What to do -> Check each line of the entries for "output" and report the ones that have it.

Dataset content ->
● ● ● ● ● ● ●
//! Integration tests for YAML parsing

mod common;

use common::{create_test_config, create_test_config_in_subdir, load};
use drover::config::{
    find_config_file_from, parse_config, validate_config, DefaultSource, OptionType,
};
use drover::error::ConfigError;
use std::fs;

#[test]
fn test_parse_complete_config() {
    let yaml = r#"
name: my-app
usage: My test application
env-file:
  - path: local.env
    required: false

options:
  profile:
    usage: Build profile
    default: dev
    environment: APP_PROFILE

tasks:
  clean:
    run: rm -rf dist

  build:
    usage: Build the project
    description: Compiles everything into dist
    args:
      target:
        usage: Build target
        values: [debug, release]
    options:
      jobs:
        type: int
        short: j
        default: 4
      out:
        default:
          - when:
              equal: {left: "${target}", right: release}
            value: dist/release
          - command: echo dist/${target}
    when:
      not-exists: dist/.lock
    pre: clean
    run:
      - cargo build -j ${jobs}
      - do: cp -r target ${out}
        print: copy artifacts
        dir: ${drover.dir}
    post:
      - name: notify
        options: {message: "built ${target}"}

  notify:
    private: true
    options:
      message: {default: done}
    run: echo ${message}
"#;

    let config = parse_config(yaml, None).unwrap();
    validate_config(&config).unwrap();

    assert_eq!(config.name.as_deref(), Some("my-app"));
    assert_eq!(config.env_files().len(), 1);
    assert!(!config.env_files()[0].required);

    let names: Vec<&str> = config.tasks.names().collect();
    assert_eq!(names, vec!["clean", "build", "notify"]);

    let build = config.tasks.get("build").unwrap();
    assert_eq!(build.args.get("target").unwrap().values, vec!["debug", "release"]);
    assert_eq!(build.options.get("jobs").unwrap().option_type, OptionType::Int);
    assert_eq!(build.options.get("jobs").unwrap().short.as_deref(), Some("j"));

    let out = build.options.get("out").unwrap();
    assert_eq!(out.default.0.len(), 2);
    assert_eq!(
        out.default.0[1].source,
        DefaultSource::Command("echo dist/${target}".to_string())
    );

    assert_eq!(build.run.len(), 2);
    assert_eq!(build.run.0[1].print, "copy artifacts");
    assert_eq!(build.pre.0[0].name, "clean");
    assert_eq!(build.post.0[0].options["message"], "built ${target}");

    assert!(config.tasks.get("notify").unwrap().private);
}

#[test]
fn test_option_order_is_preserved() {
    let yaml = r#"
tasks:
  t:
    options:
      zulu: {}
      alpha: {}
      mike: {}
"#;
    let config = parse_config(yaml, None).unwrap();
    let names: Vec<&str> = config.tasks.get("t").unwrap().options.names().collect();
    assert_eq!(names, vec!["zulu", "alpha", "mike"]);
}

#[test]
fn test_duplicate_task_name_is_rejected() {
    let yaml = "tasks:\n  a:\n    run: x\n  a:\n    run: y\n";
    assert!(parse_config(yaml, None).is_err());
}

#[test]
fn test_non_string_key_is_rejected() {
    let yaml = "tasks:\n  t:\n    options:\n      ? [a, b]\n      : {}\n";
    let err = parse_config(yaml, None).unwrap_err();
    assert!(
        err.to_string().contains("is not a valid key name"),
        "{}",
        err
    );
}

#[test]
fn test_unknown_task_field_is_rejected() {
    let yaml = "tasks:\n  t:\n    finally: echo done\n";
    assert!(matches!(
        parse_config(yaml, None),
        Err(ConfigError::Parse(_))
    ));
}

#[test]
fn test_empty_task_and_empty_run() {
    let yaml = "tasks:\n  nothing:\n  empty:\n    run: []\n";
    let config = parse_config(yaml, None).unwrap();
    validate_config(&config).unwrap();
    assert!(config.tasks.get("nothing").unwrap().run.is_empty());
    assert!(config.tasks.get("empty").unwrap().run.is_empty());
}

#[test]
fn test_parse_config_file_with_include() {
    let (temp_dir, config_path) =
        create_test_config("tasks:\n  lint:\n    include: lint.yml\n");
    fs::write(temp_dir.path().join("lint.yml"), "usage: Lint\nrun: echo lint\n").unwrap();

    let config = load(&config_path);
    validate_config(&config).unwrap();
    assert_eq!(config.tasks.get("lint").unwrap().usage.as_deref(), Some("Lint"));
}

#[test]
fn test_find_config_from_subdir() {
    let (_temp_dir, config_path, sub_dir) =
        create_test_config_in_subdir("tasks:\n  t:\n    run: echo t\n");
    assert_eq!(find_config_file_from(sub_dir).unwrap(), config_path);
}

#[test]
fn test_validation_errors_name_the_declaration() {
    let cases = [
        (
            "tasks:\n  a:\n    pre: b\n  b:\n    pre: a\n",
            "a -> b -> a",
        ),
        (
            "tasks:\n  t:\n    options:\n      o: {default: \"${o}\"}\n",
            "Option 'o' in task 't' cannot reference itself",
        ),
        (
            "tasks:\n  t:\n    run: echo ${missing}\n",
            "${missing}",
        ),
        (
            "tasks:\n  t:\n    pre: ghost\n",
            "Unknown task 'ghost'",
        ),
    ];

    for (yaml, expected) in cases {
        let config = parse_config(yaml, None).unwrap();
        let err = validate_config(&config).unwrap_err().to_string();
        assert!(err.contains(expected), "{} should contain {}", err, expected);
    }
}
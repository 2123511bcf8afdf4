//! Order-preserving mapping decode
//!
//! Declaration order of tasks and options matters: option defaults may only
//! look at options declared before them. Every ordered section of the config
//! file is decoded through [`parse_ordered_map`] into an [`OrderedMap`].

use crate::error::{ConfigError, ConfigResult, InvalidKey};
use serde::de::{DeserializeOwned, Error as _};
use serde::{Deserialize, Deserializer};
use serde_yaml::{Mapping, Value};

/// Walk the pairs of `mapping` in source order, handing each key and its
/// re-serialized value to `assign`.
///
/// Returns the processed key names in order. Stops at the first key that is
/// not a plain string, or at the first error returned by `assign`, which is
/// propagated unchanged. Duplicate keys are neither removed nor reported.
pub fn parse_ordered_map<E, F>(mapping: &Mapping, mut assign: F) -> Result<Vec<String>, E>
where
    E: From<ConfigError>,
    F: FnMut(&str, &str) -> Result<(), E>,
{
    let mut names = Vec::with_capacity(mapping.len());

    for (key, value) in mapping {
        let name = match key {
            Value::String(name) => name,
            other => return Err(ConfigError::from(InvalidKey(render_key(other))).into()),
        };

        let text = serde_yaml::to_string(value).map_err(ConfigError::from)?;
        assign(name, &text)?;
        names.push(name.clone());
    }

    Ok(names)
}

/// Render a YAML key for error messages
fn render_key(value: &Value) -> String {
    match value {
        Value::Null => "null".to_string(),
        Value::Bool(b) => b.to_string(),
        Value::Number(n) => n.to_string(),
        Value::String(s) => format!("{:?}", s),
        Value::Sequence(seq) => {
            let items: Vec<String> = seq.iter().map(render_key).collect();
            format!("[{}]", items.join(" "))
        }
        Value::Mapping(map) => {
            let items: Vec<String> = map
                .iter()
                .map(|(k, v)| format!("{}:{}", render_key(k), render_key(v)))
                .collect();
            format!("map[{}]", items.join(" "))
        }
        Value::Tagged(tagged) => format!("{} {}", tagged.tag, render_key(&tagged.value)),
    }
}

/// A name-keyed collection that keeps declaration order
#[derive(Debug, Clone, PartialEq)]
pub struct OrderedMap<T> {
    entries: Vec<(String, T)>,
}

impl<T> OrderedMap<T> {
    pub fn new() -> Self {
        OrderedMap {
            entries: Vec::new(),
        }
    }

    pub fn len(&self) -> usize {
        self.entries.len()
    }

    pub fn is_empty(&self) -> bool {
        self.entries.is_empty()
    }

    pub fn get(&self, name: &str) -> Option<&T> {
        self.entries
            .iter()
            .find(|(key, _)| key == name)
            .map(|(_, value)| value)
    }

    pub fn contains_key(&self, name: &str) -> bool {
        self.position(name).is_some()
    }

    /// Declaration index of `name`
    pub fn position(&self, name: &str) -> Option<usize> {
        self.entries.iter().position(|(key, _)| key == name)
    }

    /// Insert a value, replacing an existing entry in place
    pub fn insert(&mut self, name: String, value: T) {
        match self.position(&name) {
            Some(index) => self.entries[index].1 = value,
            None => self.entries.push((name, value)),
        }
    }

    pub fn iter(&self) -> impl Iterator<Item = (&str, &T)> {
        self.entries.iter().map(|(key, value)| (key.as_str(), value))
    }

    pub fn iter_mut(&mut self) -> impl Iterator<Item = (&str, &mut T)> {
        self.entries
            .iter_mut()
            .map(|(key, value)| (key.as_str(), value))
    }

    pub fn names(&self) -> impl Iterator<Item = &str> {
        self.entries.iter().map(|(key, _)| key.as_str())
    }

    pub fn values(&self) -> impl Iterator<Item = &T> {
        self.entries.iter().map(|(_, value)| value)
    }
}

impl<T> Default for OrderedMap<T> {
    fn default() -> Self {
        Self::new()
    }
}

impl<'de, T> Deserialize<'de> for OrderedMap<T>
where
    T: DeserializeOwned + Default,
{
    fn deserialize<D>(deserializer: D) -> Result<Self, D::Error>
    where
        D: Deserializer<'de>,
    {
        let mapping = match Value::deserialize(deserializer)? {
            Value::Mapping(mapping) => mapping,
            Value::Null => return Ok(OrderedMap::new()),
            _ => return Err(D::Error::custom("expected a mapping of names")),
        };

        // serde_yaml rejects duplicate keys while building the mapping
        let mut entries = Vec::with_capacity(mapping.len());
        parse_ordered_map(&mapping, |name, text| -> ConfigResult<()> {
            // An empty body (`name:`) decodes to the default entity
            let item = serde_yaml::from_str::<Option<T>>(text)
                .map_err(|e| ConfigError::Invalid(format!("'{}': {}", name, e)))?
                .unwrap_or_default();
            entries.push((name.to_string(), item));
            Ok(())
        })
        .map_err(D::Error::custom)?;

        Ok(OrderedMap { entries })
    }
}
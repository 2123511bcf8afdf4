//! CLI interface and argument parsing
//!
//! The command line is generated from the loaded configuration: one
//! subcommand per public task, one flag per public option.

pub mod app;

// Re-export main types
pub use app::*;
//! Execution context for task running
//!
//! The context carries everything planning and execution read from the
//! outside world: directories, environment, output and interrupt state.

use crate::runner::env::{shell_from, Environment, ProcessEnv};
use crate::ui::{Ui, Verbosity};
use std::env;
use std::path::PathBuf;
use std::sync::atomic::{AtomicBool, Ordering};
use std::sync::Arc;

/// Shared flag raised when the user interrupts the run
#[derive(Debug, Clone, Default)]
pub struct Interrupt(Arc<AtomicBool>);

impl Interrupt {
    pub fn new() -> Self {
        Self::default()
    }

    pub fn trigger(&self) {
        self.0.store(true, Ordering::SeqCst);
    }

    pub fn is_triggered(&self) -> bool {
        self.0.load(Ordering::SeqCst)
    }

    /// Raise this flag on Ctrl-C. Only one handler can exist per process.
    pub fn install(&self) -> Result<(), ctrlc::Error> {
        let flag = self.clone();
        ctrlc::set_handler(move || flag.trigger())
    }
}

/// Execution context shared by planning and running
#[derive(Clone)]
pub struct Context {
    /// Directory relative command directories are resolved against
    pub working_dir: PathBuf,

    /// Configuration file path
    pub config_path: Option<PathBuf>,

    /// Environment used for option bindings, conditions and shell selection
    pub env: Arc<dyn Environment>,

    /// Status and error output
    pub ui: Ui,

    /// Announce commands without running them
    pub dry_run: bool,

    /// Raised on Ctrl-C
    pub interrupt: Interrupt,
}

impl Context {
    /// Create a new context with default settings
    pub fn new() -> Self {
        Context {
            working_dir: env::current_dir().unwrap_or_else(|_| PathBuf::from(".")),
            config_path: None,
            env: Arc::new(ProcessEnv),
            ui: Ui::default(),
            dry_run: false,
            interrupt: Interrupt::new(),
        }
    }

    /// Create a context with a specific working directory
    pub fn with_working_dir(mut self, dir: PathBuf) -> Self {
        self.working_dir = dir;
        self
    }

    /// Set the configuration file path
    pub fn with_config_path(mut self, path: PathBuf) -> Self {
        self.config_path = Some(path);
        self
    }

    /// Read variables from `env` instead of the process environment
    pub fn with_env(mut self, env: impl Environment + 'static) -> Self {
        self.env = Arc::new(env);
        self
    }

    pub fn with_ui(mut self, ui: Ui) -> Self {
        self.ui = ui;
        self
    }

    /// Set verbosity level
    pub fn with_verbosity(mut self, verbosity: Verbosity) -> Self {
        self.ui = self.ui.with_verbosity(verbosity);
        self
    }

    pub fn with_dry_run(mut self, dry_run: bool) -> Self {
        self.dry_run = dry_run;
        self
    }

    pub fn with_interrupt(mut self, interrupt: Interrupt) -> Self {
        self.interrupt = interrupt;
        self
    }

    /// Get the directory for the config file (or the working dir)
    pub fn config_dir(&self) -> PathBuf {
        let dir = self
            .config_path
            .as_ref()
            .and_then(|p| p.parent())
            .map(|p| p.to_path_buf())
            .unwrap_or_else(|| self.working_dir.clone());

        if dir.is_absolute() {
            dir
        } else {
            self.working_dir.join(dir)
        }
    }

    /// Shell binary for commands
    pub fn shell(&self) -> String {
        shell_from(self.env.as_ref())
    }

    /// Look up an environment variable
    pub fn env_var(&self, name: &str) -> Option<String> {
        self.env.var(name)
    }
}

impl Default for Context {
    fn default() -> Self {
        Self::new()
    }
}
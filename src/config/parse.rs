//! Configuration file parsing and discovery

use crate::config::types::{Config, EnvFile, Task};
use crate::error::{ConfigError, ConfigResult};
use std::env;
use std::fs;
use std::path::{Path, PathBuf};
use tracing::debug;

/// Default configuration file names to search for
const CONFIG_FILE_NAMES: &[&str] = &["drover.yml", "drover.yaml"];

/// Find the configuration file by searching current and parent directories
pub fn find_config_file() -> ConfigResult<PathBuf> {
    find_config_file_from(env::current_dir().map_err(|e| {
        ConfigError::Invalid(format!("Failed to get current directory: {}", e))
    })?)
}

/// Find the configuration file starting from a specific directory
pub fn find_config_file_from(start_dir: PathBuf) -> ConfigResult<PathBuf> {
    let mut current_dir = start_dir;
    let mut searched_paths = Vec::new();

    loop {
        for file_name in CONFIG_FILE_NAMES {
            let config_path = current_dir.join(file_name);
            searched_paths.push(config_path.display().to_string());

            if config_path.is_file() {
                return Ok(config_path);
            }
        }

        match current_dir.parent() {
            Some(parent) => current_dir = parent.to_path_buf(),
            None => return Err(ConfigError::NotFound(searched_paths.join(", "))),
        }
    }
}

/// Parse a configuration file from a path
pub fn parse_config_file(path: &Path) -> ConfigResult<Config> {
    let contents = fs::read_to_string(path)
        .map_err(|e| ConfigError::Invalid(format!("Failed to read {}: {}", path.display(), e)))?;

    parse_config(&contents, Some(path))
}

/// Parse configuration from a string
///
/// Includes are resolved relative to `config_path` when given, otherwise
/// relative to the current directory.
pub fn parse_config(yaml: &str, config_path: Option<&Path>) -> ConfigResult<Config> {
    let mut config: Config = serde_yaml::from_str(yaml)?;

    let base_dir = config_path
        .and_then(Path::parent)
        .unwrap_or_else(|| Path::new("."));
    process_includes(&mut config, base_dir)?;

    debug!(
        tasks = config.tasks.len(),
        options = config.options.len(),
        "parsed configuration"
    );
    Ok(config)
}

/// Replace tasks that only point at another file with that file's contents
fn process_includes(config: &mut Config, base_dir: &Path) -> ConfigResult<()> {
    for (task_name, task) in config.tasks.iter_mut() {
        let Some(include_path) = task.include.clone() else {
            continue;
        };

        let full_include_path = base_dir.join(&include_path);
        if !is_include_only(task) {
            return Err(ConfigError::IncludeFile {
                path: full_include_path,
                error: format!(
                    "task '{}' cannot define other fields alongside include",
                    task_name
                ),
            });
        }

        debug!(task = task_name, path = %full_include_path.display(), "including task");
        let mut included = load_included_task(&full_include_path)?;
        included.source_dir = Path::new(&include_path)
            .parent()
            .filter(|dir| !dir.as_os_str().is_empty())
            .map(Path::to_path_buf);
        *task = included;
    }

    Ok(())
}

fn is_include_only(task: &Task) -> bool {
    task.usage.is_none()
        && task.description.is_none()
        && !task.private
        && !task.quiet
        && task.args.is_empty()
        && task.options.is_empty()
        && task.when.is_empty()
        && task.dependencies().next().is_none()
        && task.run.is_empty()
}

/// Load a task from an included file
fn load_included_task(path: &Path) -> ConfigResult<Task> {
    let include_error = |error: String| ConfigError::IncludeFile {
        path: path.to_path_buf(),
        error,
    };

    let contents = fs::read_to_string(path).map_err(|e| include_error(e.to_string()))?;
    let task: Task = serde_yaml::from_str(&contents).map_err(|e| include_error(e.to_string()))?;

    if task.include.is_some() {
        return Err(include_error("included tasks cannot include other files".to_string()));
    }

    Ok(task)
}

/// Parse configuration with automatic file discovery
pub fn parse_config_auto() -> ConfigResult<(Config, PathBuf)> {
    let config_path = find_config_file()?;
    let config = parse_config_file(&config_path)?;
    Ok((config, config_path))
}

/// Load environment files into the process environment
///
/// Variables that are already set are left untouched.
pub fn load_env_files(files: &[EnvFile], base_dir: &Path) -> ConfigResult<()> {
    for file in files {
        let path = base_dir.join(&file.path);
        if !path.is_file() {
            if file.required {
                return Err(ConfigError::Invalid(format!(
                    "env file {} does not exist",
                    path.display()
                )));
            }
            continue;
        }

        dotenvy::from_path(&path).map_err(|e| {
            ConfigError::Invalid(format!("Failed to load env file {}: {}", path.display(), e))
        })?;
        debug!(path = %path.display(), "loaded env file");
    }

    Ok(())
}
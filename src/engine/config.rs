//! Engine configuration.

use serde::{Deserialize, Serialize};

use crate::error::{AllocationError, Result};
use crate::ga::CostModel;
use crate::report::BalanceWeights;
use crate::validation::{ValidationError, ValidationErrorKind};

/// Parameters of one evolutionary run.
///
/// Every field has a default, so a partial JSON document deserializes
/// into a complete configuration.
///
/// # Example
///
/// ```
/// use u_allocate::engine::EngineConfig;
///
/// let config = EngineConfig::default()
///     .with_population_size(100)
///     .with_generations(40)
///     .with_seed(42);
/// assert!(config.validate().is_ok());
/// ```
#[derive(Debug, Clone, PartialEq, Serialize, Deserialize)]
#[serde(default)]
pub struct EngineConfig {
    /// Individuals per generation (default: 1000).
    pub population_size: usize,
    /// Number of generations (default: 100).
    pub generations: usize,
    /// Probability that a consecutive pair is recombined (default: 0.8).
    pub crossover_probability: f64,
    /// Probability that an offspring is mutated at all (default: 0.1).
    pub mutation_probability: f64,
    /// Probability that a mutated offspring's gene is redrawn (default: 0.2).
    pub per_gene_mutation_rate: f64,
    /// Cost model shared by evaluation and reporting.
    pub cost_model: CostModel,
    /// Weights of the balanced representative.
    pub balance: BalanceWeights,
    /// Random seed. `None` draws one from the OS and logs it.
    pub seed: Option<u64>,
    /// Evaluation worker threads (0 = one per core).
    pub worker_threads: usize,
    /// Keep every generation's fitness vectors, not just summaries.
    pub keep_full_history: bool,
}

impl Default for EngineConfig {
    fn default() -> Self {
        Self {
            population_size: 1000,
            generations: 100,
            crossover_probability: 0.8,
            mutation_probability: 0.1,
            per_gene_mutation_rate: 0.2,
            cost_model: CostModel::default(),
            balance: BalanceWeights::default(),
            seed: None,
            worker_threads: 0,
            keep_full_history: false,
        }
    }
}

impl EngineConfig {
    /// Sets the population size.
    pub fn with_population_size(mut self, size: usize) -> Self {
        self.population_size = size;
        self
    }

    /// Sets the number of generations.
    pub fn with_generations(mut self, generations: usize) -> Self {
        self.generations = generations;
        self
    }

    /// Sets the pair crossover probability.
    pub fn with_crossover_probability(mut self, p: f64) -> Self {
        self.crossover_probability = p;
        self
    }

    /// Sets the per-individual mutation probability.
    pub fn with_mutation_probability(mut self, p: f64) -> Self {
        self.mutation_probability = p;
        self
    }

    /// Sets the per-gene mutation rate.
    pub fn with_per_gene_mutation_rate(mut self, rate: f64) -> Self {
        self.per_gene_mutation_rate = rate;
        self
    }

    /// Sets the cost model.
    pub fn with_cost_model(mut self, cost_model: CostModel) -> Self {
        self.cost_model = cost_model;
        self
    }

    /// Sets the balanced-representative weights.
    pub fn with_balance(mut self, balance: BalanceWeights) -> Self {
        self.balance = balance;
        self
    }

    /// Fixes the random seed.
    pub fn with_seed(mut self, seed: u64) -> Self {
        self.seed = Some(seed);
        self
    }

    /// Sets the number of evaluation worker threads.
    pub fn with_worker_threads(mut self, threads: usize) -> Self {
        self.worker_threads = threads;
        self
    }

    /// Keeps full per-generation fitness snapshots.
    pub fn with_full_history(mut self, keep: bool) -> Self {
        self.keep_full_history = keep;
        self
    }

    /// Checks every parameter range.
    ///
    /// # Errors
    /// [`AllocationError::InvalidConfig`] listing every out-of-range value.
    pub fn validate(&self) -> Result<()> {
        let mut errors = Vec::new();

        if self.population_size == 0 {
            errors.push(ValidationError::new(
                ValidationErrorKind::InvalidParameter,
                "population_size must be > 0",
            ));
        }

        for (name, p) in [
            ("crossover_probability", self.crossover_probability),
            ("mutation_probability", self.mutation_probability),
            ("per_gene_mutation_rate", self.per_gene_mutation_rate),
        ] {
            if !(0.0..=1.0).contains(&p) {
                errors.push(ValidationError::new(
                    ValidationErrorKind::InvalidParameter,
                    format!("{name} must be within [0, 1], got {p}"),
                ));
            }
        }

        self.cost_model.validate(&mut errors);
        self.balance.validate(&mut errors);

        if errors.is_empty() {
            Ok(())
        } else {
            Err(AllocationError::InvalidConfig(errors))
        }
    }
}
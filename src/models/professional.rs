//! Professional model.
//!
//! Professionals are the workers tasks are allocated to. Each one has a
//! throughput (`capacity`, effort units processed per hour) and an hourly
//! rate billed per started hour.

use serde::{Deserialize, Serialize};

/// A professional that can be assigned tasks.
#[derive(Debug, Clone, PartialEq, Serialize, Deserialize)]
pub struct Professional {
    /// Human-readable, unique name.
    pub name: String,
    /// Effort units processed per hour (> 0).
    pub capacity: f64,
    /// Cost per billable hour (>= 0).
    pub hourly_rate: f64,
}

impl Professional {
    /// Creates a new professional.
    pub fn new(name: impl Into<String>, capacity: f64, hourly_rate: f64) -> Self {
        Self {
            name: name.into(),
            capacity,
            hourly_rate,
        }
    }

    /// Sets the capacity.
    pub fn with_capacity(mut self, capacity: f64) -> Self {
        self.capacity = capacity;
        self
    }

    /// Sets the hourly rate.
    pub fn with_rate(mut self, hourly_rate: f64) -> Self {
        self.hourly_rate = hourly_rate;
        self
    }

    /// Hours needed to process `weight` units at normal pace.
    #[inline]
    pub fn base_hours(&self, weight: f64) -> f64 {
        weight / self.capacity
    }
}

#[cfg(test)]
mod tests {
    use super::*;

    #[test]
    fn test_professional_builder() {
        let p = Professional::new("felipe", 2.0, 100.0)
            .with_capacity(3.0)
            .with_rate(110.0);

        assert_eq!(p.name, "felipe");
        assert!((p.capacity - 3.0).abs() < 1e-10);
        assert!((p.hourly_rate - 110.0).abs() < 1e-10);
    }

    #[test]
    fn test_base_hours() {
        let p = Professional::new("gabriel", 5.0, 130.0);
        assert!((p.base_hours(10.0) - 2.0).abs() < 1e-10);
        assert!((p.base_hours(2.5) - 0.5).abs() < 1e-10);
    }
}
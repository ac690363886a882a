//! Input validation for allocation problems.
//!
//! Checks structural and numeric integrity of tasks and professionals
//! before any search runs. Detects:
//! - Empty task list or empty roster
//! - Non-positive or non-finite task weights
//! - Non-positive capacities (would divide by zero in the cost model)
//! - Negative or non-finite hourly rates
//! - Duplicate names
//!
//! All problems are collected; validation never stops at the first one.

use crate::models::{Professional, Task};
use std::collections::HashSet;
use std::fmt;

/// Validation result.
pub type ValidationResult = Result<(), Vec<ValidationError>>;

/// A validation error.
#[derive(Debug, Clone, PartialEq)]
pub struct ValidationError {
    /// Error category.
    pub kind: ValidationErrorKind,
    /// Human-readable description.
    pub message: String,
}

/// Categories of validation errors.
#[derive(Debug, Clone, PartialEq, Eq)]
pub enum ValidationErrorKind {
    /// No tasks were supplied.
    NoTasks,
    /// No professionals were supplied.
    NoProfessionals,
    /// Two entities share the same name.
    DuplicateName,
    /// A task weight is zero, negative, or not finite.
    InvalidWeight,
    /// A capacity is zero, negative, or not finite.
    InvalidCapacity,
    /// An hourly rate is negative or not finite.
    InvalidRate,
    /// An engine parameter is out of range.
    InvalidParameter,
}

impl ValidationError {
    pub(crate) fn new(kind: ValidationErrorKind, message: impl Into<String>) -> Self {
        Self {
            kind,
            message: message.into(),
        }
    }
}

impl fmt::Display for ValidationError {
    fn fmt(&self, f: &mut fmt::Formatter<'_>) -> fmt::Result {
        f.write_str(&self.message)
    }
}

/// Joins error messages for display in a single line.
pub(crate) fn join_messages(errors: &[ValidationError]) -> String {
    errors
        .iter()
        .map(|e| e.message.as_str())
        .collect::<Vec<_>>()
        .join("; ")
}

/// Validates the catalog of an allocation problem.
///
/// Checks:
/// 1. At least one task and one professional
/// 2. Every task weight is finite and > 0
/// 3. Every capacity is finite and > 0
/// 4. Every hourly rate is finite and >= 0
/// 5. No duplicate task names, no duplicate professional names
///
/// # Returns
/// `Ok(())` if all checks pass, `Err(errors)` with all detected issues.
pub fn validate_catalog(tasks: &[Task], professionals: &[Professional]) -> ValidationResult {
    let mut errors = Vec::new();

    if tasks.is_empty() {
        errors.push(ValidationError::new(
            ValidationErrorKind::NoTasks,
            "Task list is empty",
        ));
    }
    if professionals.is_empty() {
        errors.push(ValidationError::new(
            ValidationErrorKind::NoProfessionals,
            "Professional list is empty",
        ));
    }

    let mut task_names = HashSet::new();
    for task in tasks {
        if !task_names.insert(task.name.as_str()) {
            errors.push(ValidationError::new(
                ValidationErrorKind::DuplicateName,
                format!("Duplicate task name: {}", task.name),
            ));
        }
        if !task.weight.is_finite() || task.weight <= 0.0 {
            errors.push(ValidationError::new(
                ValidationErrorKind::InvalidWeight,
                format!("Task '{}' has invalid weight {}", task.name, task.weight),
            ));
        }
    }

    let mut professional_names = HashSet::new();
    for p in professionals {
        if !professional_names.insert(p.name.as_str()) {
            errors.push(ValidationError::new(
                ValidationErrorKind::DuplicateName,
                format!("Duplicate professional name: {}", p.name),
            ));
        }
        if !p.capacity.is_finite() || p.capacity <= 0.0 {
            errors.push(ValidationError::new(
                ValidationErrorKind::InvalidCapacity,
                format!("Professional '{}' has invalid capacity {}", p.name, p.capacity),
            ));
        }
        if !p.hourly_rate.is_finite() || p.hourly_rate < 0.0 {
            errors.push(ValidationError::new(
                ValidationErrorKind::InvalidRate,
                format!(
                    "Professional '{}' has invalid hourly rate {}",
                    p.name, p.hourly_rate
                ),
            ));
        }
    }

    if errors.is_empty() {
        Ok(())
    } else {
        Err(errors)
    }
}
● ● ● ● ● ● ●
Written answer ->
//! outside world: directories, environment, output and interrupt state.
    /// Status and error output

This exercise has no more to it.